### The task
State the number of lines in the records beneath that hold the word "currently", and add nothing.

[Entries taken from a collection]
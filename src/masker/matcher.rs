//! Per-pattern streaming matcher.
//!
//! Each registered secret gets its own [`SequenceMatcher`], a Knuth-Morris-Pratt
//! automaton that consumes one byte at a time and reports when a full
//! occurrence of its pattern has just ended.

use std::sync::Arc;

use crate::error::{MaskError, Result};

/// An immutable byte sequence to be masked, with its prefix-function table.
///
/// Cloning is cheap: the bytes and table are shared.
#[derive(Clone, PartialEq, Eq)]
pub struct Pattern {
    bytes: Arc<[u8]>,
    /// `prefix[k]` is the length of the longest proper prefix of
    /// `bytes[..=k]` that is also a suffix of it.
    prefix: Arc<[usize]>,
}

impl Pattern {
    /// Create a pattern from raw bytes.
    ///
    /// Empty sequences are rejected, since they would match everywhere.
    ///
    /// # Example
    ///
    /// ```
    /// use secret_mask::masker::Pattern;
    ///
    /// let pattern = Pattern::new(b"hunter2".to_vec()).unwrap();
    /// assert_eq!(pattern.len(), 7);
    /// assert!(Pattern::new(Vec::new()).is_err());
    /// ```
    pub fn new(bytes: impl Into<Vec<u8>>) -> Result<Self> {
        let bytes = bytes.into();
        if bytes.is_empty() {
            return Err(MaskError::EmptyPattern { index: 0 });
        }
        let prefix = prefix_table(&bytes);
        Ok(Self {
            bytes: bytes.into(),
            prefix: prefix.into(),
        })
    }

    /// Build patterns from a list of byte sequences, reporting the index of
    /// the first empty one.
    pub fn from_many<I, B>(sequences: I) -> Result<Vec<Self>>
    where
        I: IntoIterator<Item = B>,
        B: Into<Vec<u8>>,
    {
        sequences
            .into_iter()
            .enumerate()
            .map(|(index, bytes)| {
                Self::new(bytes).map_err(|_| MaskError::EmptyPattern { index })
            })
            .collect()
    }

    /// The pattern bytes.
    pub fn as_bytes(&self) -> &[u8] {
        &self.bytes
    }

    /// Number of bytes in the pattern.
    pub fn len(&self) -> usize {
        self.bytes.len()
    }

    /// Always `false`; empty patterns cannot be constructed.
    pub fn is_empty(&self) -> bool {
        self.bytes.is_empty()
    }
}

// Secret material must not end up in logs through `{:?}`.
impl std::fmt::Debug for Pattern {
    fn fmt(&self, f: &mut std::fmt::Formatter<'_>) -> std::fmt::Result {
        f.debug_struct("Pattern")
            .field("len", &self.bytes.len())
            .finish_non_exhaustive()
    }
}

fn prefix_table(bytes: &[u8]) -> Vec<usize> {
    let mut table = vec![0; bytes.len()];
    let mut k = 0;
    for i in 1..bytes.len() {
        while k > 0 && bytes[i] != bytes[k] {
            k = table[k - 1];
        }
        if bytes[i] == bytes[k] {
            k += 1;
        }
        table[i] = k;
    }
    table
}

/// Streaming matcher state for a single [`Pattern`].
///
/// # Example
///
/// ```
/// use secret_mask::masker::{Pattern, SequenceMatcher};
///
/// let mut matcher = SequenceMatcher::new(Pattern::new(b"foo".to_vec()).unwrap());
/// let hits: Vec<usize> = b"a foo"
///     .iter()
///     .map(|&b| matcher.feed(b))
///     .collect();
/// assert_eq!(hits, vec![0, 0, 0, 0, 3]);
/// ```
#[derive(Debug, Clone)]
pub struct SequenceMatcher {
    pattern: Pattern,
    /// Number of pattern bytes currently matched in sequence.
    matched: usize,
}

impl SequenceMatcher {
    /// Create a matcher for the given pattern.
    pub fn new(pattern: Pattern) -> Self {
        Self {
            pattern,
            matched: 0,
        }
    }

    /// Advance by one byte.
    ///
    /// Returns the pattern length when a full occurrence ends at this byte,
    /// otherwise 0. After a full match the matcher starts over, so repeated
    /// occurrences of the same pattern are consumed without overlap.
    pub fn feed(&mut self, byte: u8) -> usize {
        let bytes = self.pattern.as_bytes();
        while self.matched > 0 && bytes[self.matched] != byte {
            self.matched = self.pattern.prefix[self.matched - 1];
        }
        if bytes[self.matched] == byte {
            self.matched += 1;
        }
        if self.matched == bytes.len() {
            self.matched = 0;
            return bytes.len();
        }
        0
    }

    /// Forget any partial progress.
    pub fn reset(&mut self) {
        self.matched = 0;
    }

    /// Number of pattern bytes currently matched.
    pub fn progress(&self) -> usize {
        self.matched
    }

    /// Whether a partial match is in flight.
    pub fn is_active(&self) -> bool {
        self.matched > 0
    }

    /// The pattern this matcher tracks.
    pub fn pattern(&self) -> &Pattern {
        &self.pattern
    }
}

### Solved problem
2